IN HONOR of Black History Month, let’s remember Marcus Garvey (1887 -1940), a black leader American students learn little about despite his popularity among American blacks in the early 20th century and his significant achievements. Why is he so little honored? Perhaps it’s because Garvey fought the principles of multiculturalism and egalitarianism. He wanted blacks to create and sustain a society of their own.

Marcus Garvey was a Jamaican-born black nationalist and leader of the Pan-Africanism movement, which sought to unify and connect people of African descent worldwide. In the United States, he was a noted civil rights activist who founded the Negro World newspaper, a shipping company called Black Star Line and the Universal Negro Improvement Association, a fraternal organization of black nationalists. As a group, they advocated for “separate but equal” status for persons of African ancestry, and as such they sought to establish independent black states around the world, notably in Liberia on the west coast of Africa. [Source]

He sought to repatriate many blacks to Africa (that was the purpose of the shipping line) and organized the “Buy Black” movement and the Negro Factories Corporation to encourage blacks to support each other and gain financial independence.  He said to  a meeting of the Universal Negro Improvement Association in 1921, “If you want liberty you yourselves must strike the blow.
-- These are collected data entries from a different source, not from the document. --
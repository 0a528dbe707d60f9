use analytics::{BenchmarkStatus, PerformanceReport};
use comfy_table::{Cell, Color, ContentArrangement, Table};
use core_types::{ContentItem, Metric, Property};
use pricing::{GapOffer, GapPeriod, PriceQuote, Urgency};
use rust_decimal::Decimal;

fn new_table(header: &[&str]) -> Table {
    let mut table = Table::new();
    table.set_content_arrangement(ContentArrangement::Dynamic);
    table.set_header(
        header
            .iter()
            .map(|h| Cell::new(h).fg(Color::Cyan))
            .collect::<Vec<_>>(),
    );
    table
}

fn euros(amount: Decimal) -> String {
    format!("€{amount}")
}

fn factor(value: Decimal) -> String {
    format!("×{}", value.normalize())
}

/// Two-column breakdown of a single night's price.
pub fn quote_table(property: &Property, quote: &PriceQuote) -> Table {
    let events = if quote.events.is_empty() {
        "-".to_string()
    } else {
        quote.events.join(", ")
    };

    let mut table = new_table(&["Field", "Value"]);
    table
        .add_row(vec![Cell::new("Property"), Cell::new(&property.name)])
        .add_row(vec![
            Cell::new("Date"),
            Cell::new(quote.date.format("%a %Y-%m-%d").to_string()),
        ])
        .add_row(vec![Cell::new("Base price"), Cell::new(euros(quote.base_price))])
        .add_row(vec![
            Cell::new("Season"),
            Cell::new(format!("{} ({})", quote.season, factor(quote.seasonal_multiplier))),
        ])
        .add_row(vec![Cell::new("Day of week"), Cell::new(factor(quote.dow_multiplier))])
        .add_row(vec![
            Cell::new("Events"),
            Cell::new(format!("{events} ({})", factor(quote.event_multiplier))),
        ])
        .add_row(vec![
            Cell::new("Suggested").fg(Color::Green),
            Cell::new(euros(quote.suggested_price)).fg(Color::Green),
        ])
        .add_row(vec![
            Cell::new("Band"),
            Cell::new(format!("{} - {}", euros(quote.min_price), euros(quote.max_price))),
        ]);
    table
}

pub fn calendar_table(quotes: &[PriceQuote]) -> Table {
    let mut table = new_table(&["Date", "Season", "Events", "Suggested", "Min", "Max"]);
    for quote in quotes {
        let color = if quote.event_multiplier > Decimal::ONE {
            Color::Yellow
        } else {
            Color::Reset
        };
        table.add_row(vec![
            Cell::new(quote.date.format("%a %Y-%m-%d").to_string()),
            Cell::new(quote.season.to_string()),
            Cell::new(quote.events.join(", ")).fg(color),
            Cell::new(euros(quote.suggested_price)),
            Cell::new(euros(quote.min_price)),
            Cell::new(euros(quote.max_price)),
        ]);
    }
    table
}

pub fn gap_table(property: &Property, gap: &GapPeriod, offer: &GapOffer) -> Table {
    let urgency_color = match gap.urgency {
        Urgency::Critical => Color::Red,
        Urgency::High => Color::Yellow,
        Urgency::Medium => Color::White,
        Urgency::Low => Color::DarkGrey,
    };

    let mut table = new_table(&["Field", "Value"]);
    table
        .add_row(vec![
            Cell::new("Gap"),
            Cell::new(format!("{} → {} ({} nights)", gap.start, gap.end, gap.nights)),
        ])
        .add_row(vec![Cell::new("Days until"), Cell::new(gap.days_until)])
        .add_row(vec![
            Cell::new("Urgency"),
            Cell::new(gap.urgency.to_string()).fg(urgency_color),
        ])
        .add_row(vec![Cell::new("Target"), Cell::new(gap.target_segment.to_string())])
        .add_row(vec![
            Cell::new("Discount"),
            Cell::new(format!("{}%", offer.discount_percent)),
        ])
        .add_row(vec![
            Cell::new("Offer").fg(Color::Green),
            Cell::new(format!(
                "{} (was {})",
                euros(offer.discounted_price),
                euros(property.base_price)
            ))
            .fg(Color::Green),
        ]);
    table
}

fn performers_table(items: &[ContentItem], metric: Metric) -> Table {
    let mut table = new_table(&["Title", "Type", "Category", metric.as_str()]);
    for item in items {
        table.add_row(vec![
            Cell::new(&item.title),
            Cell::new(&item.content_type),
            Cell::new(&item.category),
            Cell::new(item.metric(metric).round_dp(2)),
        ]);
    }
    table
}

/// Prints every section of a report, one table each.
pub fn print_report(report: &PerformanceReport, metric: Metric) {
    let mut summary = new_table(&["Summary", "Value"]);
    summary.add_row(vec![Cell::new("Items"), Cell::new(report.total_content)]);
    if let Some((first, last)) = &report.date_range {
        summary.add_row(vec![Cell::new("Period"), Cell::new(format!("{first} → {last}"))]);
    }
    summary
        .add_row(vec![Cell::new("Total views"), Cell::new(report.total_views)])
        .add_row(vec![Cell::new("Avg views"), Cell::new(report.avg_views.round_dp(2))])
        .add_row(vec![
            Cell::new("Avg engagement rate"),
            Cell::new(format!("{}%", report.avg_engagement_rate.round_dp(2))),
        ])
        .add_row(vec![
            Cell::new("Avg CTR"),
            Cell::new(format!("{}%", report.avg_ctr.round_dp(2))),
        ])
        .add_row(vec![
            Cell::new("Avg conversion rate"),
            Cell::new(format!("{}%", report.avg_conversion_rate.round_dp(2))),
        ]);
    println!("{summary}");

    println!("\nTop performers");
    println!("{}", performers_table(&report.top_performers, metric));
    println!("\nNeeds attention");
    println!("{}", performers_table(&report.worst_performers, metric));

    let mut categories = new_table(&["Category", "Count", "Avg views", "Avg eng. rate", "Avg CTR"]);
    for (name, stats) in &report.by_category {
        categories.add_row(vec![
            Cell::new(name),
            Cell::new(stats.count),
            Cell::new(stats.avg_views.round_dp(2)),
            Cell::new(format!("{}%", stats.avg_engagement_rate.round_dp(2))),
            Cell::new(format!("{}%", stats.avg_ctr.round_dp(2))),
        ]);
    }
    println!("\n{categories}");

    let mut types = new_table(&["Content type", "Count", "Avg views", "Avg eng. rate", "Benchmark"]);
    for (name, stats) in &report.by_content_type {
        let color = match stats.benchmark_status {
            BenchmarkStatus::Great => Color::Green,
            BenchmarkStatus::Good => Color::White,
            BenchmarkStatus::BelowBenchmark => Color::Red,
        };
        types.add_row(vec![
            Cell::new(name),
            Cell::new(stats.count),
            Cell::new(stats.avg_views.round_dp(2)),
            Cell::new(format!("{}%", stats.avg_engagement_rate.round_dp(2))),
            Cell::new(stats.benchmark_status.to_string()).fg(color),
        ]);
    }
    println!("\n{types}");

    println!("\nTrends");
    for trend in &report.trends {
        println!("  - {trend}");
    }
    println!("\nRecommendations");
    for recommendation in &report.recommendations {
        println!("  - {recommendation}");
    }
}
If you must be free, you must become so through your own effort … Until you produce what the white man has produced you will not be his equal.”

By 1920 the UNIA had hundreds of divisions worldwide. It hosted elaborate international conventions and published the Negro World, a widely disseminated weekly that was soon banned in many parts of Africa and the Caribbean. The movement’s dynamic core was Harlem, which Garvey and the UNIA helped make the cultural capital of the black world. During the 1920s the six-block radius surrounding 135th Street and Lenox Avenue contained the UNIA’s international headquarters as well as the cradle of the movement, Liberty Hall, and the offices of all major UNIA affiliated enterprises. UNIA restaurants, shops, and storefront factories spread throughout Harlem, and Garvey and many UNIA officers lived there. During the annual UNIA international conventions, the streets boasted colorful parades led by a regal Garvey, poised in an open car and wearing the plumed hat that became his indelible trademark. [Source]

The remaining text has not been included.